In defense of the IPAB, the Gray Lady editorializes:
The board, known as the Independent Payment Advisory Board, has been the subject of false attacks over the past few years by Republicans who claim that it will ration care, disrupt doctor-patient relationships, and tell patients what treatments they can receive. That is an outlandish way to describe a board that is prohibited by law from making any recommendations to ration care, raise premiums, increase cost-sharing, restrict benefits or limit eligibility.
That’s malarkey.
Medicare spending is expected to be $575.7 billion this year, jumping to over $1 trillion by 2022, as the country ages. Over the next 75 years, the program is projected to accumulate a $38 trillion budget shortfall.
Much of this enormous price tag goes towards financing Medicare Parts A (hospital insurance) and B (medical services -- including diagnostic tests and doctor visits). And yet, IPAB has no authority over either. And the board can’t make any substantive structural changes. Neither the fee-for-service structure nor enrollee premiums and fees can be altered.

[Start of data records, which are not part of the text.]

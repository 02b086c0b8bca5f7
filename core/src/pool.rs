//! Fixed-size worker pool for running tasks in the background.
//!
//! # Design
//! Workers are named OS threads pulling from one unbounded crossbeam queue,
//! so submissions beyond the pool size wait their turn instead of failing.
//! Each submission gets a one-slot result channel; the `TaskHandle` on the
//! other end is the caller's future. Every queued job resolves its handle
//! exactly once: with the task's own result, with `Error::Cancelled` when the
//! pool shut down first, or with `Error::Panicked`.
//!
//! Shutdown closes the queue, cancels everything still waiting in it, and
//! lets running tasks finish. A blocking round trip cannot be interrupted;
//! the transport timeout bounds how long it may run on.

use std::any::Any;
use std::panic::{catch_unwind, AssertUnwindSafe};
use std::sync::atomic::{AtomicBool, Ordering};
use std::sync::{Arc, Mutex, MutexGuard, PoisonError};
use std::thread;
use std::time::Duration;

use crossbeam_channel::{Receiver, RecvTimeoutError, Sender, TryRecvError};
use tracing::{debug, info};

use crate::error::{Error, Result};
use crate::task::Task;

/// Number of workers used when none is configured.
pub const DEFAULT_POOL_SIZE: usize = 10;

/// A queued unit of work and the way to resolve it without running it.
struct Job {
    run: Box<dyn FnOnce() + Send>,
    cancel: Box<dyn FnOnce() + Send>,
}

/// A fixed set of worker threads shared by every background dispatch.
pub struct WorkerPool {
    sender: Mutex<Option<Sender<Job>>>,
    queue: Receiver<Job>,
    shut_down: Arc<AtomicBool>,
    size: usize,
}

impl std::fmt::Debug for WorkerPool {
    fn fmt(&self, f: &mut std::fmt::Formatter<'_>) -> std::fmt::Result {
        f.debug_struct("WorkerPool")
            .field("size", &self.size)
            .field("queued", &self.queue.len())
            .field("shut_down", &self.is_shut_down())
            .finish()
    }
}

impl WorkerPool {
    /// Start `size` worker threads.
    pub fn new(size: usize) -> Result<Self> {
        if size == 0 {
            return Err(Error::InvalidConfig("worker pool size must be at least 1".to_string()));
        }

        let (tx, rx) = crossbeam_channel::unbounded::<Job>();
        let shut_down = Arc::new(AtomicBool::new(false));

        for worker_id in 0..size {
            let rx = rx.clone();
            let shut_down = Arc::clone(&shut_down);
            thread::Builder::new()
                .name(format!("rideem-worker-{worker_id}"))
                .spawn(move || worker_loop(rx, shut_down))?;
        }

        info!(size, "worker pool started");
        Ok(Self {
            sender: Mutex::new(Some(tx)),
            queue: rx,
            shut_down,
            size,
        })
    }

    pub fn size(&self) -> usize {
        self.size
    }

    /// Number of submissions waiting for a free worker.
    pub fn queued(&self) -> usize {
        self.queue.len()
    }

    pub fn is_shut_down(&self) -> bool {
        self.shut_down.load(Ordering::Acquire)
    }

    /// Queue `task.call()` and return a handle to its result.
    ///
    /// After `shutdown` the handle resolves to `Error::PoolShutdown`.
    pub fn submit<T: Send + 'static>(&self, task: Task<T>) -> TaskHandle<T> {
        let (result_tx, result_rx) = crossbeam_channel::bounded(1);
        let cancel_tx = result_tx.clone();
        let label = task.label().to_string();

        let job = Job {
            run: Box::new(move || {
                let result = catch_unwind(AssertUnwindSafe(|| task.call()))
                    .unwrap_or_else(|panic| Err(Error::Panicked(panic_message(&*panic))));
                let _ = result_tx.send(result);
            }),
            cancel: Box::new(move || {
                let _ = cancel_tx.send(Err(Error::Cancelled));
            }),
        };

        let guard = lock(&self.sender);
        let Some(sender) = guard.as_ref() else {
            return TaskHandle::ready(Err(Error::PoolShutdown));
        };
        if let Err(rejected) = sender.send(job) {
            (rejected.0.cancel)();
        } else {
            debug!(task = %label, "task submitted");
        }

        TaskHandle { rx: result_rx }
    }

    /// Close the queue and cancel every submission that has not started.
    ///
    /// Running tasks are left to finish. Calling this more than once is a no-op.
    pub fn shutdown(&self) {
        if self.shut_down.swap(true, Ordering::AcqRel) {
            return;
        }
        drop(lock(&self.sender).take());

        let mut cancelled = 0usize;
        while let Ok(job) = self.queue.try_recv() {
            (job.cancel)();
            cancelled += 1;
        }
        info!(cancelled, "worker pool shut down");
    }
}

fn worker_loop(rx: Receiver<Job>, shut_down: Arc<AtomicBool>) {
    while let Ok(job) = rx.recv() {
        if shut_down.load(Ordering::Acquire) {
            (job.cancel)();
        } else {
            (job.run)();
        }
    }
}

pub(crate) fn lock<T>(mutex: &Mutex<T>) -> MutexGuard<'_, T> {
    mutex.lock().unwrap_or_else(PoisonError::into_inner)
}

fn panic_message(panic: &(dyn Any + Send)) -> String {
    if let Some(s) = panic.downcast_ref::<&str>() {
        s.to_string()
    } else if let Some(s) = panic.downcast_ref::<String>() {
        s.clone()
    } else {
        "unknown panic payload".to_string()
    }
}

/// The pending result of a task submitted to a `WorkerPool`.
///
/// Unlike `Task::get`, failures are not swallowed: `wait` yields the error
/// the task produced, or `Error::Cancelled` if it never ran.
#[derive(Debug)]
pub struct TaskHandle<T> {
    rx: Receiver<Result<T>>,
}

impl<T> TaskHandle<T> {
    /// A handle that is already resolved.
    pub(crate) fn ready(result: Result<T>) -> Self {
        let (tx, rx) = crossbeam_channel::bounded(1);
        let _ = tx.send(result);
        Self { rx }
    }

    /// True once the outcome is available.
    pub fn is_finished(&self) -> bool {
        !self.rx.is_empty()
    }

    /// Block until the task has finished.
    pub fn wait(self) -> Result<T> {
        self.rx.recv().unwrap_or(Err(Error::Cancelled))
    }

    /// Block for at most `timeout`; hands the handle back if still pending.
    pub fn wait_timeout(self, timeout: Duration) -> std::result::Result<Result<T>, Self> {
        match self.rx.recv_timeout(timeout) {
            Ok(result) => Ok(result),
            Err(RecvTimeoutError::Disconnected) => Ok(Err(Error::Cancelled)),
            Err(RecvTimeoutError::Timeout) => Err(self),
        }
    }

    /// Take the outcome if it is ready; hands the handle back otherwise.
    pub fn try_wait(self) -> std::result::Result<Result<T>, Self> {
        match self.rx.try_recv() {
            Ok(result) => Ok(result),
            Err(TryRecvError::Disconnected) => Ok(Err(Error::Cancelled)),
            Err(TryRecvError::Empty) => Err(self),
        }
    }
}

The board’s only viable option is to further ratchet down reimbursement rates for Medicare providers, especially doctors, who are already losing money on Medicare patients. Indeed, the financial burden of too-low payments under Medicare has driven 17 percent of doctors and 31 percent of primary care physicians across the country out of the Medicare program altogether, according to a study from the American Medical Association.
If rates fall any lower, seniors will have an increasingly difficult time securing doctor appointments. Visits will be cut short to squeeze in patients and care compromised.
Lawmakers must cast aside IPAB’s flawed approach (and the media malarkey surrounding it) and focus instead on innovative initiatives that address the program’s real cost-drivers while protecting seniors’ access to care.